Gold Coast Euro-Africans

Total population
- ~0.5% – 2% of the Gold Coast population^{[according to whom?]}

Regions with significant populations
- Accra; Anomabu; Cape Coast; Elmina; Keta; Saltpond; Sekondi-Takoradi; Winneba;

Languages
- English; Ewe; Fante; Ga;

Religion
- Protestantism; Catholicism;

Related ethnic groups
- African American; Afro-Brazilians; Afro-Caribbeans; Gambian Creole people; Amaro people; Americo Liberian; Atlantic Creole; Black Britons; Black Nova Scotians; Fernandinos; Saro people; Sierra Leone Creole; Signare; Tabom people;

= Gold Coast Euro-Africans =

Historical ethnic group in Ghana

Gold Coast Euro-Africans were a historical demographic based in coastal urban settlements in colonial Ghana, that largely arose from unions between European men and African women from the late 15th century – the decade between 1471 and 1482, until the mid-20th century, circa 1957, when Ghana attained its independence from the United Kingdom. In this period, different geographic areas of the Gold Coast were politically controlled at various times by the Portuguese, Germans, Swedes, Danes, Dutch and the British.

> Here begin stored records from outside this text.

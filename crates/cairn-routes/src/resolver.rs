use cairn_store::{Direction, Model, ObjectStore, Query};
use serde_json::Value;
use tracing::debug;

use crate::error::RouteResult;
use crate::route::{ObjectRoute, ROUTE_TYPE};

/// Makes a route's `(slug, lang)` unique among active routes.
///
/// Each check is one query for the most recently created active route with
/// the same slug and locale. A conflicting route that points at the same
/// target is adopted (its identity is copied onto the candidate) rather than
/// duplicated; any other conflict bumps a numeric suffix and retries.
#[derive(Clone, Copy)]
pub struct SlugResolver<'a> {
    store: &'a dyn ObjectStore,
}

impl<'a> SlugResolver<'a> {
    pub fn new(store: &'a dyn ObjectStore) -> Self {
        Self { store }
    }

    /// The active route currently holding `route`'s slug and locale, if any.
    pub fn find_conflict(&self, route: &ObjectRoute) -> RouteResult<Option<ObjectRoute>> {
        let opt = |v: &Option<String>| v.clone().map_or(Value::Null, Value::String);
        let query = Query::new(ROUTE_TYPE)
            .filter("active", true)
            .filter("slug", opt(&route.slug))
            .filter("lang", opt(&route.lang))
            .order_by("creation_date", Direction::Desc)
            .order_by("id", Direction::Desc)
            .page(1, 1);
        match self.store.query(&query)?.first() {
            Some(record) => Ok(Some(ObjectRoute::from_record(record)?)),
            None => Ok(None),
        }
    }

    /// Whether `route` may keep its current slug.
    ///
    /// When the holder of the slug points at the same target, its identity
    /// is adopted onto `route` and the slug counts as unique.
    pub fn is_slug_unique(&self, route: &mut ObjectRoute) -> RouteResult<bool> {
        let Some(existing) = self.find_conflict(route)? else {
            return Ok(true);
        };
        let Some(existing_id) = existing.id.clone() else {
            return Ok(true);
        };
        if route.id.as_ref() == Some(&existing_id) {
            return Ok(true);
        }
        if existing.same_target(route) {
            debug!(slug = %route.slug(), id = %existing_id, "adopting existing route");
            route.id = Some(existing_id);
            return Ok(true);
        }
        Ok(false)
    }

    /// Suffix `route.slug` with `-1`, `-2`, ... until it is unique.
    ///
    /// Returns the number of collisions encountered. The suffix is always
    /// applied to the slug the route started with.
    pub fn generate_unique_slug(&self, route: &mut ObjectRoute) -> RouteResult<u32> {
        let mut original: Option<String> = None;
        let mut collisions = 0u32;
        while !self.is_slug_unique(route)? {
            let base = original.get_or_insert_with(|| route.slug().to_string());
            collisions += 1;
            route.slug = Some(format!("{base}-{collisions}"));
            debug!(slug = %route.slug(), collisions, "slug collision, retrying");
        }
        Ok(collisions)
    }
}

impl std::fmt::Debug for SlugResolver<'_> {
    fn fmt(&self, f: &mut std::fmt::Formatter<'_>) -> std::fmt::Result {
        f.debug_struct("SlugResolver").finish_non_exhaustive()
    }
}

There are also records of merchants of other European nationalities such as the Spaniards, French, Italians and Irish, operating along the coast, in addition to American sailors and traders from New York, Massachusetts and Rhode Island. Euro-Africans were influential in intellectual, technocratic, artisanal, commercial and public life in general, actively participating in multiple fields of scholarly and civic importance. Scholars have referred to this Euro-African population of the Gold Coast as "mulattos", "mulatofoi" and "owulai" among other descriptions. The term, owula conveys contemporary notions of "gentlemanliness, learning and urbanity" or "a salaried big man" in the Ga language. The cross-cultural interactions between Europeans and Africans were mercantile-driven and an avenue to boost social capital for economic and political gain i.e. "wealth and power". The growth and development of Christianity during the colonial period also instituted motifs of modernity vis-à-vis Euro-African identity. This model created a spectrum of practices, ranging from a full celebration of native African customs to a total embrace and acculturation of European culture.

== Genealogy ==
Gold Coast Euro-Africans were mostly members of Anlo Ewe, Fante and Ga ethnicities - groups that are historically based along the coast of Ghana. Typical cities that had a strong Euro-African presence include Accra, Anomabu, Cape Coast, Elmina, Keta, Saltpond, Sekondi-Takoradi and Winneba. Many Euro-Africans also owned farms and hamlets further inland on peri-urban plains and rural locales. Euro-African residences along the coast, which also housed well-stocked personal libraries, typically combined colonial architecture designs from Palladian plans, traditional Akan courtyard houses, and the sobrado styles. Euro-African marriage ceremonies largely combined traditional customary practices with nominal Western Christian standards of monogamy, often in accordance with official colonial rules of the time. Euro-Africans also forged relationships with prominent native families of royal ancestry and nobility, both along the coast and in the Akan hinterland. As a result, Euro-Africans were "intermediaries" and "councillors" who straddled both spheres with relative ease. There are also cases of intermarriages between Euro-Africans and immigrants from the African diaspora in the Atlantic such as Afro-Brazilians, West Indians and those Sierra Leone Creoles descended from the Nova Scotian Settlers. A number of these Euro-Afro-Caribbean families are still extant. There are also records of marriages between Euro-Africans and groups from Anglophone West Africa territories. In postcolonial Ghana, Euro-Africans fully assimilated into the broader Ghanaian culture and are therefore no longer perceived by scholars as a distinct demographic group.

== Cultural attributes ==
=== Education and literacy ===
Euro-Africans were noted for their literacy, having benefited from a European-type formal education at the castle schools at Christiansborg and Cape Coast, both opened in the seventeenth century, as well as the government school at Elmina Castle which was opened in 1482. This Western style education can be situated in coastal commerce and educational connections to Protestant missionaries from the Basel and Wesleyan societies that operated in the colony's townships. The castle schools were started with the approval of European Governors to baptise and primarily educate the male Euro-African mulatto children of European men and Gold Coast African women to train them as administrative clerks and interpreters for colonial civil servants as well as soldiers in the garrisons around coastal European fortresses.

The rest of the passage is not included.